Addition of NTFs to culture medium induces neuronal survival through the activation of intracellular pathways. One of the well known pathways activated after NTFs stimulation is the PI 3-kinase/Akt [for review, see Airaksinen and Saarma (2002) and Chao (2003)]. However, NTFs can also activate other pathways that are crucial for the neuronal physiology. In some neuronal populations, the NF-κB pathway is activated by cytokines and is responsible for cell survival and/or neurite outgrowth (Maggirwar et al., 1998; Gallagher et al., 2007).

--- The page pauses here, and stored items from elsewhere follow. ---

//! Session statistics shared across the tunnel data path.
//!
//! Counters are plain relaxed atomics so the packet path never takes a
//! lock. One instance is shared by `Arc` between the client, the packet
//! engine and whoever wants to report totals.

use std::sync::atomic::{AtomicU64, Ordering};

use crate::error::ErrorKind;

/// Byte/packet counters plus per-class error counts for one tunnel session.
#[derive(Debug, Default)]
pub struct SessionStats {
    tun_bytes_in: AtomicU64,
    tun_bytes_out: AtomicU64,
    tun_packets_in: AtomicU64,
    tun_packets_out: AtomicU64,
    errors: [AtomicU64; ErrorKind::COUNT],
}

impl SessionStats {
    pub fn new() -> Self {
        Self::default()
    }

    /// Record one inbound packet of `bytes` length (pre-framing size).
    pub fn add_tun_in(&self, bytes: u64) {
        self.tun_bytes_in.fetch_add(bytes, Ordering::Relaxed);
        self.tun_packets_in.fetch_add(1, Ordering::Relaxed);
    }

    /// Record one outbound packet of `bytes` length (framed size as written).
    pub fn add_tun_out(&self, bytes: u64) {
        self.tun_bytes_out.fetch_add(bytes, Ordering::Relaxed);
        self.tun_packets_out.fetch_add(1, Ordering::Relaxed);
    }

    /// Count an error occurrence of the given class.
    pub fn error(&self, kind: ErrorKind) {
        self.errors[kind as usize].fetch_add(1, Ordering::Relaxed);
    }

    pub fn tun_bytes_in(&self) -> u64 {
        self.tun_bytes_in.load(Ordering::Relaxed)
    }

    pub fn tun_bytes_out(&self) -> u64 {
        self.tun_bytes_out.load(Ordering::Relaxed)
    }

    pub fn tun_packets_in(&self) -> u64 {
        self.tun_packets_in.load(Ordering::Relaxed)
    }

    pub fn tun_packets_out(&self) -> u64 {
        self.tun_packets_out.load(Ordering::Relaxed)
    }

    pub fn error_count(&self, kind: ErrorKind) -> u64 {
        self.errors[kind as usize].load(Ordering::Relaxed)
    }

    /// One-line totals for sign-off logging.
    pub fn summary(&self) -> String {
        let mut s = format!(
            "in {} pkt / {} B, out {} pkt / {} B",
            self.tun_packets_in(),
            self.tun_bytes_in(),
            self.tun_packets_out(),
            self.tun_bytes_out()
        );
        for kind in [
            ErrorKind::TunReadError,
            ErrorKind::TunWriteError,
            ErrorKind::TunFramingError,
            ErrorKind::TunIfaceCreate,
            ErrorKind::TunSetupFailed,
            ErrorKind::RerouteGwNoDns,
        ] {
            let n = self.error_count(kind);
            if n > 0 {
                s.push_str(&format!(", {}={}", kind, n));
            }
        }
        s
    }
}
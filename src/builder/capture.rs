//! Recording tunnel builder.
//!
//! `BuilderCapture` implements [`TunBuilder`](super::TunBuilder) by
//! recording every call in order. Its rendering is the canonical textual
//! form of a tunnel configuration: session persistence compares renderings
//! to decide descriptor reuse, and diagnostics log them. The rendering
//! must therefore be deterministic and must preserve call order.

use std::fmt;
use std::net::IpAddr;

use crate::redirect::RedirectFlags;

use super::TunBuilder;

/// A network captured from `add_route`/`exclude_route`/`add_address`.
#[derive(Debug, Clone, Copy, PartialEq, Eq)]
pub struct RouteEntry {
    pub address: IpAddr,
    pub prefix_len: u8,
}

impl fmt::Display for RouteEntry {
    fn fmt(&self, f: &mut fmt::Formatter<'_>) -> fmt::Result {
        write!(f, "{}/{}", self.address, self.prefix_len)?;
        if self.address.is_ipv6() {
            f.write_str(" [IPv6]")?;
        }
        Ok(())
    }
}

/// The captured default-route redirection decision.
#[derive(Debug, Clone, Copy, Default, PartialEq, Eq)]
pub struct RerouteGw {
    pub server: Option<IpAddr>,
    pub ipv4: bool,
    pub ipv6: bool,
    pub flags: RedirectFlags,
}

impl fmt::Display for RerouteGw {
    fn fmt(&self, f: &mut fmt::Formatter<'_>) -> fmt::Result {
        write!(
            f,
            "IPv4={} IPv6={} flags={}",
            self.ipv4, self.ipv6, self.flags
        )?;
        if let Some(server) = self.server {
            write!(f, " server={}", server)?;
            if server.is_ipv6() {
                f.write_str(" [IPv6]")?;
            }
        }
        Ok(())
    }
}

/// Proxy endpoint captured from `set_proxy_http`/`set_proxy_https`.
#[derive(Debug, Clone, PartialEq, Eq)]
pub struct HostPort {
    pub host: String,
    pub port: u16,
}

impl fmt::Display for HostPort {
    fn fmt(&self, f: &mut fmt::Formatter<'_>) -> fmt::Result {
        write!(f, "{}:{}", self.host, self.port)
    }
}

/// Ordered record of one builder transaction.
#[derive(Debug, Clone, Default, PartialEq, Eq)]
pub struct BuilderCapture {
    pub session_name: String,
    pub mtu: u16,
    pub remote_address: Option<IpAddr>,
    pub tunnel_addresses: Vec<RouteEntry>,
    pub reroute_gw: RerouteGw,
    pub add_routes: Vec<RouteEntry>,
    pub exclude_routes: Vec<RouteEntry>,
    pub dns_servers: Vec<IpAddr>,
    pub search_domains: Vec<String>,
    pub proxy_bypass: Vec<String>,
    pub proxy_auto_config_url: Option<String>,
    pub http_proxy: Option<HostPort>,
    pub https_proxy: Option<HostPort>,
}

impl BuilderCapture {
    pub fn new() -> Self {
        Self::default()
    }

    /// Canonical textual form; doubles as the persistence fingerprint.
    pub fn render(&self) -> String {
        self.to_string()
    }
}

impl TunBuilder for BuilderCapture {
    fn new_session(&mut self) -> bool {
        *self = Self::default();
        true
    }

    fn set_remote_address(&mut self, address: IpAddr) -> bool {
        self.remote_address = Some(address);
        true
    }

    fn add_address(&mut self, address: IpAddr, prefix_len: u8) -> bool {
        self.tunnel_addresses.push(RouteEntry {
            address,
            prefix_len,
        });
        true
    }

    fn reroute_gateway(&mut self, server: IpAddr, ipv4: bool, ipv6: bool, flags: RedirectFlags) -> bool {
        self.reroute_gw = RerouteGw {
            server: Some(server),
            ipv4,
            ipv6,
            flags,
        };
        true
    }

    fn add_route(&mut self, address: IpAddr, prefix_len: u8) -> bool {
        self.add_routes.push(RouteEntry {
            address,
            prefix_len,
        });
        true
    }

    fn exclude_route(&mut self, address: IpAddr, prefix_len: u8) -> bool {
        self.exclude_routes.push(RouteEntry {
            address,
            prefix_len,
        });
        true
    }

    fn add_dns_server(&mut self, address: IpAddr) -> bool {
        self.dns_servers.push(address);
        true
    }

    fn add_search_domain(&mut self, domain: &str) -> bool {
        self.search_domains.push(domain.to_string());
        true
    }

    fn add_proxy_bypass(&mut self, host: &str) -> bool {
        self.proxy_bypass.push(host.to_string());
        true
    }

    fn set_proxy_auto_config_url(&mut self, url: &str) -> bool {
        self.proxy_auto_config_url = Some(url.to_string());
        true
    }

    fn set_proxy_http(&mut self, host: &str, port: u16) -> bool {
        self.http_proxy = Some(HostPort {
            host: host.to_string(),
            port,
        });
        true
    }

    fn set_proxy_https(&mut self, host: &str, port: u16) -> bool {
        self.https_proxy = Some(HostPort {
            host: host.to_string(),
            port,
        });
        true
    }

    fn set_mtu(&mut self, mtu: u16) -> bool {
        self.mtu = mtu;
        true
    }

    fn set_session_name(&mut self, name: &str) -> bool {
        self.session_name = name.to_string();
        true
    }
}

impl fmt::Display for BuilderCapture {
    fn fmt(&self, f: &mut fmt::Formatter<'_>) -> fmt::Result {
        writeln!(f, "Session Name: {}", self.session_name)?;
        if self.mtu != 0 {
            writeln!(f, "MTU: {}", self.mtu)?;
        }
        f.write_str("Remote Address: ")?;
        match self.remote_address {
            Some(addr) if addr.is_ipv6() => writeln!(f, "{} [IPv6]", addr)?,
            Some(addr) => writeln!(f, "{}", addr)?,
            None => writeln!(f)?,
        }
        writeln!(f, "Tunnel Addresses:")?;
        for e in &self.tunnel_addresses {
            writeln!(f, "  {}", e)?;
        }
        writeln!(f, "Reroute Gateway: {}", self.reroute_gw)?;
        writeln!(f, "Add Routes:")?;
        for e in &self.add_routes {
            writeln!(f, "  {}", e)?;
        }
        writeln!(f, "Exclude Routes:")?;
        for e in &self.exclude_routes {
            writeln!(f, "  {}", e)?;
        }
        writeln!(f, "DNS Servers:")?;
        for a in &self.dns_servers {
            if a.is_ipv6() {
                writeln!(f, "  {} [IPv6]", a)?;
            } else {
                writeln!(f, "  {}", a)?;
            }
        }
        writeln!(f, "Search Domains:")?;
        for d in &self.search_domains {
            writeln!(f, "  {}", d)?;
        }
        if !self.proxy_bypass.is_empty() {
            writeln!(f, "Proxy Bypass:")?;
            for h in &self.proxy_bypass {
                writeln!(f, "  {}", h)?;
            }
        }
        if let Some(url) = &self.proxy_auto_config_url {
            writeln!(f, "Proxy Auto Config URL: {}", url)?;
        }
        if let Some(p) = &self.http_proxy {
            writeln!(f, "HTTP Proxy: {}", p)?;
        }
        if let Some(p) = &self.https_proxy {
            writeln!(f, "HTTPS Proxy: {}", p)?;
        }
        Ok(())
    }
}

Because no information exists about the involvement of the NF-κB pathway mediating MN survival, we decided to analyze this subject in our MN model. Spinal cord MNs respond to a variety of NTFs; requirements for these factors vary depending on the MN subpopulations and the developmental period (Holtmann et al., 2005). Our previous work (our unpublished results and Gou-Fabregas et al., 2009) and that of others (Arce et al., 1999) showed that using a cocktail of NTFs enhanced MN survival compared to the survival rate obtained by each NTF separately. Thus, we decided to analyze the role of the NF-κB pathway when optimal survival conditions were present in the culture medium. The maximal survival level obtained was when we added to the medium the following cocktail: 1 ng/ml BDNF, 10 ng/ml CNTF, and 10 ng/ml GDNF (our unpublished results and Fig. 1).

Figure 1.

Figure 1.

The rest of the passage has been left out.